There are other firms that have also formed associations to take advantage of a growing amount of cross-border business. For example Belfast firm L'Estrange & Brett and Dublin's McCann Fitzgerald formed the North South Legal Alliance. McCann Fitzgerald head of e-commerce and information technology group William Earley says: “Ninety five per cent of my time is spent on e-commerce, our expertise combined with government finance and infrastructure incentives adds up to a heady cocktail. Firms want to relocate or set up in Ireland.”

The strategy has worked as McCann Fitzgerald has introduced L'Estrange & Brett to numerous e-commerce projects, and vice versa. Both firms, for example, count global email company, gem, as a client which they have worked with from its start-up through to its pending flotation.

With criticism of the UK's RIP bill still mounting, Ireland, particularly its legal community, is ideally placed to reap the rewards of a liberal e-commerce policy. O'Shea admits that the final verdict depends on Ireland's interpretation and evaluation of the Electronic Commerce Bill. But it is safe to assume that other European countries will be following Ireland's lead and not that of the UK.


Ireland's Electronic Commerce Bill has been welcomed throughout the country.

Its summarised highlights are:

• All contracts required to be in writing can be in electronic form.

• All electronic signatures are acceptable, provided both parties consent.

• Electronic communications will be admissible as evidence in court.

• The bill provides for certification and accreditation of certification service providers.

• Section 27 ensures that only the incriminating data is required, not the private keys.

• Burden of proof is not placed on the holder of the keys (the ISP).

• -The bill makes it clear that the communication service provider (CSP) is liable for issuing signature certificates.

• It provides for the regulation and registration of domain names in Ireland.

• The Irish bill is not expected to incur unacceptable cost and technical implications.

• The bill requires no further amendments, just interpretation.

• It has struck the 'right balance' and does not infringe civil liberties.

• There is minimum threat to client confidentiality.

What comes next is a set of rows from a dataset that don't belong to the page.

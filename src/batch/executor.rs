//! Concurrent batch execution.
//!
//! Every item with a usable key runs in its own tokio task. Tasks share the
//! store handle and one deadline, and return their own result; `join_all`
//! puts each result back at the index of the item that produced it, so the
//! output lines up with the input whatever order the tasks finish in.

use std::sync::Arc;

use futures::future::join_all;
use tokio::task::JoinHandle;
use tokio::time::{timeout_at, Instant};
use tracing::{info, warn};

use super::item::{BatchItem, BatchKind, BatchOutcome, ItemResult};
use crate::error::StoreError;
use crate::store::BlobStore;

/// Error reported for items whose key is blank.
pub const EMPTY_KEY_ERROR: &str = "empty object key";

/// Error reported for upload items without a payload.
pub const MISSING_PAYLOAD_ERROR: &str = "missing payload";

/// Runs batches of store operations against one bucket.
pub struct BatchExecutor<S: BlobStore> {
    store: Arc<S>,
    bucket: String,
}

impl<S: BlobStore> Clone for BatchExecutor<S> {
    fn clone(&self) -> Self {
        Self {
            store: Arc::clone(&self.store),
            bucket: self.bucket.clone(),
        }
    }
}

impl<S: BlobStore + 'static> BatchExecutor<S> {
    /// Create an executor for `bucket`.
    pub fn new(store: Arc<S>, bucket: impl Into<String>) -> Self {
        Self {
            store,
            bucket: bucket.into(),
        }
    }

    /// Bucket this executor targets.
    pub fn bucket(&self) -> &str {
        &self.bucket
    }

    /// Execute every item and wait for all of them.
    ///
    /// Items never fail the batch: store errors, timeouts and task panics all
    /// end up in the matching [`ItemResult`]. `results[i]` always describes
    /// `items[i]`.
    pub async fn run(
        &self,
        kind: BatchKind,
        items: Vec<BatchItem>,
        deadline: Instant,
    ) -> BatchOutcome {
        let started = std::time::Instant::now();
        let total = items.len();

        let mut skipped = 0usize;
        let slots: Vec<Slot> = items
            .into_iter()
            .map(|item| {
                if item.is_blank() {
                    skipped += 1;
                    Slot::Done(ItemResult::failed("", item.correlation_id, EMPTY_KEY_ERROR))
                } else {
                    let key = item.key.clone();
                    let correlation_id = item.correlation_id.clone();
                    let store = Arc::clone(&self.store);
                    let bucket = self.bucket.clone();
                    let handle = tokio::spawn(async move {
                        execute(store.as_ref(), &bucket, kind, item, deadline).await
                    });
                    Slot::Running {
                        key,
                        correlation_id,
                        handle,
                    }
                }
            })
            .collect();

        let results: Vec<ItemResult> = join_all(slots.into_iter().map(Slot::finish)).await;

        let outcome = BatchOutcome { kind, results };

        for failure in outcome.failures() {
            warn!(
                kind = %kind,
                bucket = %self.bucket,
                key = %failure.key,
                error = failure.error.as_deref().unwrap_or(""),
                "Batch item failed"
            );
        }

        info!(
            kind = %kind,
            bucket = %self.bucket,
            total,
            failed = outcome.failed_count(),
            skipped,
            elapsed_ms = started.elapsed().as_millis() as u64,
            "Batch complete"
        );

        outcome
    }
}

/// Per-item state between launch and join.
enum Slot {
    Done(ItemResult),
    Running {
        key: String,
        correlation_id: Option<String>,
        handle: JoinHandle<ItemResult>,
    },
}

impl Slot {
    async fn finish(self) -> ItemResult {
        match self {
            Slot::Done(result) => result,
            Slot::Running {
                key,
                correlation_id,
                handle,
            } => match handle.await {
                Ok(result) => result,
                Err(e) => ItemResult::failed(key, correlation_id, format!("task failed: {}", e)),
            },
        }
    }
}

/// Run one item under the batch deadline.
async fn execute<S: BlobStore + ?Sized>(
    store: &S,
    bucket: &str,
    kind: BatchKind,
    item: BatchItem,
    deadline: Instant,
) -> ItemResult {
    let BatchItem {
        key,
        correlation_id,
        payload,
        content_type,
    } = item;

    match kind {
        BatchKind::Fetch => match timeout_at(deadline, store.fetch(bucket, &key)).await {
            Ok(Ok(object)) => {
                let content_type = object.meta.content_type_or_default().to_string();
                ItemResult::fetched(key, correlation_id, object.data, content_type)
            }
            Ok(Err(e)) => ItemResult::failed(key, correlation_id, e.to_string()),
            Err(_) => timed_out(key, correlation_id),
        },

        BatchKind::Upload => {
            let Some(payload) = payload else {
                return ItemResult::failed(key, correlation_id, MISSING_PAYLOAD_ERROR);
            };
            match timeout_at(deadline, store.put(bucket, &key, payload, &content_type)).await {
                Ok(Ok(())) => ItemResult::succeeded(key, correlation_id),
                Ok(Err(e)) => ItemResult::failed(key, correlation_id, e.to_string()),
                Err(_) => timed_out(key, correlation_id),
            }
        }

        BatchKind::Delete => match timeout_at(deadline, store.delete(bucket, &key)).await {
            Ok(Ok(())) => ItemResult::succeeded(key, correlation_id),
            Ok(Err(StoreError::NotFound(_))) => ItemResult::already_absent(key, correlation_id),
            Ok(Err(e)) => ItemResult::failed(key, correlation_id, e.to_string()),
            Err(_) => timed_out(key, correlation_id),
        },
    }
}

fn timed_out(key: String, correlation_id: Option<String>) -> ItemResult {
    ItemResult::failed(key, correlation_id, StoreError::Timeout.to_string())
}

// =============================================================================
// Tests
// =============================================================================
//! Static API-key gate.
//!
//! When a key is configured, every mutating request must present it, either
//! as `X-API-Key: <key>` or as `Authorization: Bearer <key>`. Reads stay
//! public:
//!
//! | Request                  | Key required |
//! |--------------------------|--------------|
//! | `/health`, `/health/`    | no           |
//! | `OPTIONS` (preflight)    | no           |
//! | `GET`, `HEAD`            | no           |
//! | anything else            | yes          |
//!
//! Keys are compared in constant time.

use axum::{
    extract::{Request, State},
    http::{header::AUTHORIZATION, HeaderMap, Method, StatusCode},
    middleware::Next,
    response::{IntoResponse, Response},
    Json,
};
use serde::Serialize;
use subtle::ConstantTimeEq;
use tracing::{debug, warn};

/// Header carrying the API key.
pub const API_KEY_HEADER: &str = "x-api-key";

// =============================================================================
// Types
// =============================================================================

/// Authentication error types.
#[derive(Debug, Clone, PartialEq, Eq)]
pub enum AuthError {
    /// No key in either header
    MissingKey,

    /// A key was sent but does not match
    InvalidKey,
}

impl std::fmt::Display for AuthError {
    fn fmt(&self, f: &mut std::fmt::Formatter<'_>) -> std::fmt::Result {
        match self {
            AuthError::MissingKey => write!(f, "Missing API key"),
            AuthError::InvalidKey => write!(f, "Invalid API key"),
        }
    }
}

/// Body of a 401 response.
#[derive(Debug, Serialize)]
struct UnauthorizedBody {
    error: &'static str,
}

impl IntoResponse for AuthError {
    fn into_response(self) -> Response {
        // A wrong key could be probing, a missing one is usually a misconfigured client
        match &self {
            AuthError::InvalidKey => warn!(status = 401, "Authentication failed: {}", self),
            AuthError::MissingKey => debug!(status = 401, "Authentication failed: {}", self),
        }

        (
            StatusCode::UNAUTHORIZED,
            Json(UnauthorizedBody {
                error: "invalid or missing API key",
            }),
        )
            .into_response()
    }
}

// =============================================================================
// API Key Authentication
// =============================================================================

/// Verifies the static API key.
#[derive(Clone)]
pub struct ApiKeyAuth {
    key: Vec<u8>,
}

impl std::fmt::Debug for ApiKeyAuth {
    fn fmt(&self, f: &mut std::fmt::Formatter<'_>) -> std::fmt::Result {
        f.debug_struct("ApiKeyAuth").finish_non_exhaustive()
    }
}

impl ApiKeyAuth {
    /// Create an authenticator for `key`.
    pub fn new(key: impl AsRef<[u8]>) -> Self {
        Self {
            key: key.as_ref().to_vec(),
        }
    }

    /// Check the key presented in `headers`.
    pub fn verify(&self, headers: &HeaderMap) -> Result<(), AuthError> {
        let presented = presented_key(headers).ok_or(AuthError::MissingKey)?;

        if presented.as_bytes().ct_eq(&self.key).into() {
            Ok(())
        } else {
            Err(AuthError::InvalidKey)
        }
    }
}

/// Whether a request may skip the key check.
pub fn is_exempt(method: &Method, path: &str) -> bool {
    path == "/health"
        || path == "/health/"
        || method == Method::OPTIONS
        || method == Method::GET
        || method == Method::HEAD
}

/// The key from `X-API-Key`, else from `Authorization: Bearer`.
fn presented_key(headers: &HeaderMap) -> Option<&str> {
    let from_header = headers
        .get(API_KEY_HEADER)
        .and_then(|v| v.to_str().ok())
        .filter(|v| !v.is_empty());

    from_header.or_else(|| {
        headers
            .get(AUTHORIZATION)
            .and_then(|v| v.to_str().ok())
            .and_then(|v| v.strip_prefix("Bearer "))
            .filter(|v| !v.is_empty())
    })
}

/// Axum middleware enforcing the API key.
///
/// # Example
///
/// ```ignore
/// use axum::{Router, middleware};
/// use object_relay::server::auth::{ApiKeyAuth, api_key_middleware};
///
/// let auth = ApiKeyAuth::new("secret-key");
/// let app = Router::new()
///     .route("/objects/{*key}", put(put_object))
///     .layer(middleware::from_fn_with_state(auth, api_key_middleware));
/// ```
pub async fn api_key_middleware(
    State(auth): State<ApiKeyAuth>,
    request: Request,
    next: Next,
) -> Result<Response, AuthError> {
    if !is_exempt(request.method(), request.uri().path()) {
        auth.verify(request.headers())?;
    }

    Ok(next.run(request).await)
}

// =============================================================================
// Tests
// =============================================================================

The UK's Regulation of Investigatory Powers (RIP) Bill has received almost unanimous criticism.

The main complaints are:

• -The UK bill will create uncertainty as it operates on a case-by-case basis with provisions for further amendments. Some commentators predict as many as 40,000 amendments will have to be made before the legislation is workable.

• -The bill needs separate arrangements to coordinate with the UK's Financial Services Authority (FSA) on certain issues.

• There are conflicting figures about the actual cost of its implementation.

• -Internet service providers (ISPs) must comply with mandatory technical requirements to allow interception.

• Larger ISPs face more technical requirements than smaller ISPs (this is anti-competitive).

• There is confusion relating to the issues of certificates and electronic signatures.

• The scope of powers to issue warrants is too wide and open to abuse.

• -UK law enforcement agencies can force ISPs to hand over keys for a broad range of reasons such as the prevention of crime, but would this include even petty crime?

• -The UK bill does not seem to have any accompanying codes of practice. As Peter Summer states: 'The quality of the controls will be questionable.'

• There is no distinction between traffic and content, and this affects privacy.

• The act infringes civil liberties and there are suggestions of a snoop loop direct line to MI5.


• The Government has agreed to a positive debate on the manner of intercepting communications.

• The Home Office says it is negotiating with ISPs.